Ce profil économique des villages fait ressortir la grande diversité des activités dans le bassin. Elle sera ultérieurement affinée, en particulier au moyen de l’étude des revenus et des dépenses monétaires par types de ménages et par postes.

2.2 Les autres agents : institutions villageoises et extérieur

Le système économique villageois se compose de 16 agents, décomposé en 13 sous-types de maisonnées présentées précédemment, auxquels s’ajoutent deux autres agents de nature différente, les institutions villageoises et l’extérieur :

- Les institutions villageoises : elles regroupent le pouvoir villageois et le monastère bouddhiste, les principales institutions structurant le village (école, centre de santé).

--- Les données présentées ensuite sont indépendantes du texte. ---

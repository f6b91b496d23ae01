//! # 分子结构数据模型
//!
//! 定义体系 (System)、构型 (Configuration) 与原子表 (AtomTable)。
//! 原子表除元素与坐标外，还可以挂载按需创建的逐原子属性列（电荷、自旋等）。
//!
//! ## 依赖关系
//! - 被 `parsers/xyz.rs`, `mopac/` 使用
//! - 使用 `error.rs`

use crate::error::{MopacStepError, Result};
use std::collections::BTreeMap;

/// 属性列的数据类型
#[derive(Debug, Clone, Copy, PartialEq, Eq)]
pub enum ColumnType {
    Float,
    Integer,
}

/// 逐原子属性列
#[derive(Debug, Clone)]
pub struct AttributeColumn {
    pub coltype: ColumnType,

    /// 为 true 时只属于当前构型，新建构型时不会复制
    pub configuration_dependent: bool,

    pub values: Vec<f64>,
}

/// 原子表
#[derive(Debug, Clone, Default)]
pub struct AtomTable {
    symbols: Vec<String>,

    /// 笛卡尔坐标 (Å)
    coordinates: Vec<[f64; 3]>,

    attributes: BTreeMap<String, AttributeColumn>,
}

impl AtomTable {
    pub fn new() -> Self {
        AtomTable::default()
    }

    /// 追加一个原子
    pub fn push(&mut self, symbol: impl Into<String>, xyz: [f64; 3]) {
        self.symbols.push(symbol.into());
        self.coordinates.push(xyz);
        for column in self.attributes.values_mut() {
            column.values.push(0.0);
        }
    }

    pub fn len(&self) -> usize {
        self.symbols.len()
    }

    /// 元素符号（按原子顺序）
    pub fn symbols(&self) -> &[String] {
        &self.symbols
    }

    pub fn coordinates(&self) -> &[[f64; 3]] {
        &self.coordinates
    }

    /// 整体替换坐标，长度必须与原子数一致
    pub fn set_coordinates(&mut self, xyz: Vec<[f64; 3]>) -> Result<()> {
        if xyz.len() != self.len() {
            return Err(MopacStepError::AttributeLength {
                name: "coordinates".to_string(),
                expected: self.len(),
                found: xyz.len(),
            });
        }
        self.coordinates = xyz;
        Ok(())
    }

    /// 新增属性列，初值为 0。已存在时保持不变。
    pub fn add_attribute(
        &mut self,
        name: &str,
        coltype: ColumnType,
        configuration_dependent: bool,
    ) {
        let n = self.len();
        self.attributes
            .entry(name.to_string())
            .or_insert_with(|| AttributeColumn {
                coltype,
                configuration_dependent,
                values: vec![0.0; n],
            });
    }

    /// 为所有原子整体赋值
    pub fn assign(&mut self, name: &str, values: &[f64]) -> Result<()> {
        let n = self.len();
        let column = self
            .attributes
            .get_mut(name)
            .ok_or_else(|| MopacStepError::UnknownAttribute(name.to_string()))?;

        if values.len() != n {
            return Err(MopacStepError::AttributeLength {
                name: name.to_string(),
                expected: n,
                found: values.len(),
            });
        }

        if column.coltype == ColumnType::Integer && values.iter().any(|v| v.fract() != 0.0) {
            return Err(MopacStepError::InvalidArgument(format!(
                "Attribute '{}' holds integers",
                name
            )));
        }

        column.values.clear();
        column.values.extend_from_slice(values);
        Ok(())
    }

    /// 复制原子表，但丢弃与构型相关的属性列
    fn shared_copy(&self) -> AtomTable {
        AtomTable {
            symbols: self.symbols.clone(),
            coordinates: self.coordinates.clone(),
            attributes: self
                .attributes
                .iter()
                .filter(|(_, c)| !c.configuration_dependent)
                .map(|(k, c)| (k.clone(), c.clone()))
                .collect(),
        }
    }
}

/// 分子构型
#[derive(Debug, Clone)]
pub struct Configuration {
    /// 构型名称
    pub name: String,

    /// 净电荷
    pub charge: i32,

    /// 自旋多重度 (2S+1)
    pub spin_multiplicity: u32,

    /// 周期性维数，分子为 0
    pub periodicity: u8,

    pub atoms: AtomTable,
}

impl Configuration {
    pub fn new(name: impl Into<String>, atoms: AtomTable) -> Self {
        Configuration {
            name: name.into(),
            charge: 0,
            spin_multiplicity: 1,
            periodicity: 0,
            atoms,
        }
    }

    pub fn n_atoms(&self) -> usize {
        self.atoms.len()
    }

    /// 计算化学式（按元素字母序）
    pub fn formula(&self) -> String {
        let mut counts: BTreeMap<&str, usize> = BTreeMap::new();

        for symbol in self.atoms.symbols() {
            *counts.entry(symbol.as_str()).or_insert(0) += 1;
        }

        counts
            .into_iter()
            .map(|(el, count)| {
                if count == 1 {
                    el.to_string()
                } else {
                    format!("{}{}", el, count)
                }
            })
            .collect::<Vec<_>>()
            .join("")
    }
}

/// 体系：同一组原子的多个构型
#[derive(Debug, Clone)]
pub struct System {
    pub name: String,
    configurations: Vec<Configuration>,
    current: usize,
}

impl System {
    pub fn new(name: impl Into<String>, initial: Configuration) -> Self {
        System {
            name: name.into(),
            configurations: vec![initial],
            current: 0,
        }
    }

    pub fn configuration(&self) -> &Configuration {
        &self.configurations[self.current]
    }

    /// 当前构型的序号（从 1 开始）
    pub fn configuration_number(&self) -> usize {
        self.current + 1
    }

    pub fn configuration_mut(&mut self) -> &mut Configuration {
        &mut self.configurations[self.current]
    }

    /// 以当前构型为模板新建构型并设为当前构型
    pub fn create_configuration(&mut self) -> &mut Configuration {
        let template = &self.configurations[self.current];
        let configuration = Configuration {
            name: template.name.clone(),
            charge: template.charge,
            spin_multiplicity: template.spin_multiplicity,
            periodicity: template.periodicity,
            atoms: template.atoms.shared_copy(),
        };
        self.configurations.push(configuration);
        self.current = self.configurations.len() - 1;
        &mut self.configurations[self.current]
    }
}

#[cfg(test)]
impl AtomTable {
    pub fn contains(&self, name: &str) -> bool {
        self.attributes.contains_key(name)
    }

    pub fn column(&self, name: &str) -> Option<&[f64]> {
        self.attributes.get(name).map(|c| c.values.as_slice())
    }
}

#[cfg(test)]
impl System {
    pub fn n_configurations(&self) -> usize {
        self.configurations.len()
    }
}

#[cfg(test)]
mod tests {
    use super::*;

    fn water() -> Configuration {
        let mut atoms = AtomTable::new();
        atoms.push("O", [0.0, 0.0, 0.0]);
        atoms.push("H", [0.757, 0.586, 0.0]);
        atoms.push("H", [-0.757, 0.586, 0.0]);
        Configuration::new("water", atoms)
    }

    #[test]
    fn test_formula() {
        assert_eq!(water().formula(), "H2O");
    }

    #[test]
    fn test_add_attribute_is_lazy() {
        let mut conf = water();
        conf.atoms.add_attribute("charge", ColumnType::Float, true);
        conf.atoms.assign("charge", &[-0.6, 0.3, 0.3]).unwrap();

        // 再次添加不会覆盖已有值
        conf.atoms.add_attribute("charge", ColumnType::Float, true);
        assert_eq!(conf.atoms.column("charge").unwrap(), &[-0.6, 0.3, 0.3]);
    }

    #[test]
    fn test_assign_length_mismatch() {
        let mut conf = water();
        conf.atoms.add_attribute("charge", ColumnType::Float, true);
        let err = conf.atoms.assign("charge", &[0.1, -0.1]).unwrap_err();
        assert!(matches!(
            err,
            MopacStepError::AttributeLength {
                expected: 3,
                found: 2,
                ..
            }
        ));
    }

    #[test]
    fn test_integer_column_rejects_fractions() {
        let mut conf = water();
        conf.atoms.add_attribute("label", ColumnType::Integer, false);
        assert!(conf.atoms.assign("label", &[1.0, 2.0, 2.5]).is_err());
        conf.atoms.assign("label", &[1.0, 2.0, 3.0]).unwrap();
        assert_eq!(conf.atoms.column("label").unwrap(), &[1.0, 2.0, 3.0]);
    }

    #[test]
    fn test_assign_unknown_attribute() {
        let mut conf = water();
        assert!(conf.atoms.assign("spin", &[0.0, 0.0, 0.0]).is_err());
    }

    #[test]
    fn test_new_configuration_drops_dependent_columns() {
        let mut conf = water();
        conf.atoms.add_attribute("charge", ColumnType::Float, true);
        conf.atoms.add_attribute("label", ColumnType::Integer, false);

        let mut system = System::new("water", conf);
        let new_conf = system.create_configuration();

        assert!(!new_conf.atoms.contains("charge"));
        assert!(new_conf.atoms.contains("label"));
        assert_eq!(system.n_configurations(), 2);
    }
}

- L’extérieur : il retrace les échanges des agents du village avec d’autres, situés à l’extérieur du village. Les ressources de l’extérieur proviennent de dépenses pour les agents villageois (en paiement de leurs importations), alors que les emplois de l’extérieur représentent des ressources pour ces mêmes agents villageois (recettes liées à leurs exportations). L’extérieur mesure ainsi l’intégration des villages dans l’économie locale, nationale et internationale.